Octave nous fait le récit des heures qui relient cet étrange jeudi à ce samedi dramatique, au cours desquelles les événements mystérieux se multiplient – qui a allumé puis fumé cette cigarette dans la bibliothèque ? Pourquoi sa sœur prétend-elle qu’ils ne boivent jamais de café, alors que c’était un de leurs rituels immuables ? Quel est ce livre inconnu, froid comme une pierre tombale, indûment rangé au milieu des volumes familiers ? Octave progresse en s’interrogeant, invoque son enfance rêveuse, ses lectures, ce qu’il croit savoir de sa sœur et lui, mais ses repères se disloquent. Seul son récit semble stable, et il s’accroche à son fil comme un marin perdu dans la tourmente à un astre ou à un cap : il raconte pour ne pas sombrer. Et ici, il nous faut dire un mot du style de Notre Château, de son rythme. Régniez excelle dans le découpage et le montage : la structure du roman participe au premier chef à son entêtante musique, jusqu’à la dysharmonie finale, ces trois chapitres surnuméraires.

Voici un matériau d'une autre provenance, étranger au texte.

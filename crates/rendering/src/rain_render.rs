//! Rain droplet rendering.
//!
//! The effects crate owns the drop positions ([`RainState`]); this module
//! spawns one thin stretched cuboid per drop (shared mesh and material) and
//! copies the pool positions into the droplet transforms every frame.

use bevy::prelude::*;
use rand::Rng;

use effects::config::EffectsSettings;
use effects::rain::RainState;
use effects::rng::EffectsRng;

/// Marker for droplet entities, carrying the drop's index into the pool.
#[derive(Component)]
pub struct RainDrop(pub usize);

/// Startup system for rainy scenes: builds the pool from the active settings,
/// spawns the droplet entities, and inserts [`RainState`] as a resource.
pub fn spawn_rain(
    mut commands: Commands,
    settings: Res<EffectsSettings>,
    mut rng: ResMut<EffectsRng>,
    mut meshes: ResMut<Assets<Mesh>>,
    mut materials: ResMut<Assets<StandardMaterial>>,
) {
    let rain = RainState::new(settings.rain, &mut rng.0);

    // All drops share one mesh and one material; only transforms differ.
    let mesh = meshes.add(Cuboid::new(0.02, 0.45, 0.02));
    let material = materials.add(StandardMaterial {
        base_color: Color::srgb(0.67, 0.67, 0.67),
        unlit: true,
        ..default()
    });

    for (index, position) in rain.positions().iter().enumerate() {
        commands.spawn((
            RainDrop(index),
            Mesh3d(mesh.clone()),
            MeshMaterial3d(material.clone()),
            Transform::from_translation(*position),
        ));
    }

    info!("rain pool: {} drops", rain.len());
    commands.insert_resource(rain);
}

/// System: copy pool positions into droplet transforms. No-op without rain.
pub fn sync_rain_transforms(
    rain: Option<Res<RainState>>,
    mut drops: Query<(&RainDrop, &mut Transform)>,
) {
    let Some(rain) = rain else {
        return;
    };
    let positions = rain.positions();
    for (drop, mut transform) in &mut drops {
        if let Some(position) = positions.get(drop.0) {
            transform.translation = *position;
        }
    }
}

/// Reusable puddle spawner for wet scenes: flat, highly reflective discs.
pub fn spawn_puddles(
    commands: &mut Commands,
    meshes: &mut Assets<Mesh>,
    materials: &mut Assets<StandardMaterial>,
    rng: &mut impl Rng,
    spots: &[Vec3],
) {
    let mesh = meshes.add(Circle::new(2.0));
    let material = materials.add(StandardMaterial {
        base_color: Color::srgb(0.2, 0.2, 0.2),
        perceptual_roughness: 0.1,
        metallic: 0.9,
        ..default()
    });

    for spot in spots {
        let scale = 0.8 + rng.gen::<f32>() * 0.5;
        commands.spawn((
            Mesh3d(mesh.clone()),
            MeshMaterial3d(material.clone()),
            Transform::from_translation(*spot)
                .with_rotation(Quat::from_rotation_x(-std::f32::consts::FRAC_PI_2))
                .with_scale(Vec3::new(scale, scale, 1.0)),
        ));
    }
}
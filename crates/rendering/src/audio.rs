//! Downstream audio playback for the effect state.
//!
//! The effects crate owns what should be audible (thunder strikes, concert
//! track index, crowd fade level); this module turns that into actual
//! `AudioPlayer` entities and sink volume changes. Missing audio files are
//! reported by the asset failure logger and the scene plays on silently.

use bevy::audio::Volume;
use bevy::prelude::*;

use effects::concert::{ConcertPhase, ConcertState, MUSIC_VOLUME};
use effects::config::EffectsSettings;
use effects::thunder::ThunderStrike;

/// Marker for the currently playing concert music entity.
#[derive(Component)]
pub struct MusicTrack(pub usize);

/// Marker for the crowd ambience entity.
#[derive(Component)]
pub struct CrowdLayer;

/// Map a strike peak to clap volume: quiet strikes ~0.3, the loudest ~0.5.
pub fn clap_volume(peak: f32, min_peak: f32, peak_span: f32) -> f32 {
    let normalized = if peak_span > 0.0 {
        ((peak - min_peak) / peak_span).clamp(0.0, 1.0)
    } else {
        0.0
    };
    0.3 + 0.2 * normalized
}

/// Spawn a looping ambience track (used by the rain scene at startup).
pub fn spawn_looping_ambience(commands: &mut Commands, asset_server: &AssetServer, path: &str) {
    commands.spawn((
        AudioPlayer::new(asset_server.load(path.to_owned())),
        PlaybackSettings::LOOP.with_volume(Volume::new(0.4)),
    ));
}

/// System: one thunder clap per strike, volume scaled by the strike peak.
pub fn play_thunder_claps(
    mut commands: Commands,
    asset_server: Res<AssetServer>,
    settings: Res<EffectsSettings>,
    mut strikes: EventReader<ThunderStrike>,
) {
    for strike in strikes.read() {
        let volume = clap_volume(
            strike.peak,
            settings.thunder.min_peak,
            settings.thunder.peak_span,
        );
        commands.spawn((
            AudioPlayer::new(asset_server.load("audio/thunder.ogg")),
            PlaybackSettings::DESPAWN.with_volume(Volume::new(volume)),
        ));
    }
}

/// System: keep the playing audio entities in line with [`ConcertState`].
pub fn sync_concert_audio(
    mut commands: Commands,
    asset_server: Res<AssetServer>,
    concert: Res<ConcertState>,
    music: Query<(Entity, &MusicTrack, Option<&AudioSink>)>,
    crowd: Query<(Entity, Option<&AudioSink>), With<CrowdLayer>>,
) {
    match concert.phase {
        ConcertPhase::Idle => {
            for (entity, _, _) in &music {
                commands.entity(entity).despawn();
            }
            for (entity, _) in &crowd {
                commands.entity(entity).despawn();
            }
        }
        ConcertPhase::Playing => {
            // Music: exactly one entity, for the current track.
            let mut have_current = false;
            for (entity, track, _) in &music {
                if track.0 == concert.track {
                    have_current = true;
                } else {
                    commands.entity(entity).despawn();
                }
            }
            if !have_current {
                let path = format!("audio/music{}.ogg", concert.track + 1);
                commands.spawn((
                    MusicTrack(concert.track),
                    AudioPlayer::new(asset_server.load(path)),
                    PlaybackSettings::ONCE.with_volume(Volume::new(MUSIC_VOLUME)),
                ));
            }

            // Crowd: one looping layer, faded in by the effects crate.
            if let Some(cue) = concert.crowd_cue {
                if crowd.is_empty() {
                    let path = format!("audio/crowd{}.ogg", cue + 1);
                    commands.spawn((
                        CrowdLayer,
                        AudioPlayer::new(asset_server.load(path)),
                        PlaybackSettings::LOOP.with_volume(Volume::new(0.0)),
                    ));
                }
                for (_, sink) in &crowd {
                    if let Some(sink) = sink {
                        sink.set_volume(concert.crowd_volume);
                    }
                }
            }
        }
    }
}

/// System: when the current track's sink runs dry, move to the next track.
/// `sync_concert_audio` then swaps the audio entity over.
pub fn advance_concert_track(
    mut concert: ResMut<ConcertState>,
    music: Query<(&MusicTrack, &AudioSink)>,
) {
    if concert.phase != ConcertPhase::Playing {
        return;
    }
    for (track, sink) in &music {
        if track.0 == concert.track && sink.empty() {
            concert.advance_track();
            debug!("concert advancing to track {}", concert.track + 1);
        }
    }
}

#[cfg(test)]
mod tests {
    use super::*;

    #[test]
    fn test_clap_volume_bounds() {
        assert_eq!(clap_volume(10.0, 10.0, 50.0), 0.3);
        assert_eq!(clap_volume(60.0, 10.0, 50.0), 0.5);
        // Out-of-range peaks clamp rather than blow out the mix.
        assert_eq!(clap_volume(500.0, 10.0, 50.0), 0.5);
        assert_eq!(clap_volume(-5.0, 10.0, 50.0), 0.3);
    }

    #[test]
    fn test_clap_volume_degenerate_span() {
        assert_eq!(clap_volume(10.0, 10.0, 0.0), 0.3);
    }
}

Et cette poésie se retrouve précisément à l’échelle de la phrase : anaphorique, envoûtante, elle est souvent drôle à force de précision, et chargée de mystère implicite. Parfois la parole se déploie, s’attaque au corps, telle une infection fulgurante, puis s’interrompt soudain ; certains mots prennent une signification écrasante, et semblent des chiffons enfoncés dans la gorge afin d’étouffer un ennemi mortel ; toujours raconter, ce souffle est vital : « comme si retarder la narration pouvait me faire mourir ».
Notre Château ne nous lâche pas, ses mots sont des rets qui s’emparent de nous dès la première page et nous retiennent prisonniers, comme les personnages sont eux-mêmes prisonniers de leur Château, de même que les œuvres qui le hantent. Car si les notes que Véra et Octave prennent au cours de leurs lectures forment « un grand roman fantôme, rempli des voix des autres, capturées par nous », Notre Château est aussi un livre possédé, savamment intertextuel, rendant hommage aux spectres romanesques qui le constituent. Emmanuel Régniez clôture son livre en citant des noms d’auteurs pour témoigner de son héritage, et le lecteur pourra démultiplier sa rêverie à l’évocation d’Alice au Pays des Merveilles, aux références au Tour d’écrou de H. James, à l’ombre du Petit Lord Fauntleroy, à ces nombreuses sources qui irriguent le roman.
Il y a, dans Notre Château, de la musique et des images que le lecteur ne pourra oublier. Nous attendons avec impatience son deuxième roman.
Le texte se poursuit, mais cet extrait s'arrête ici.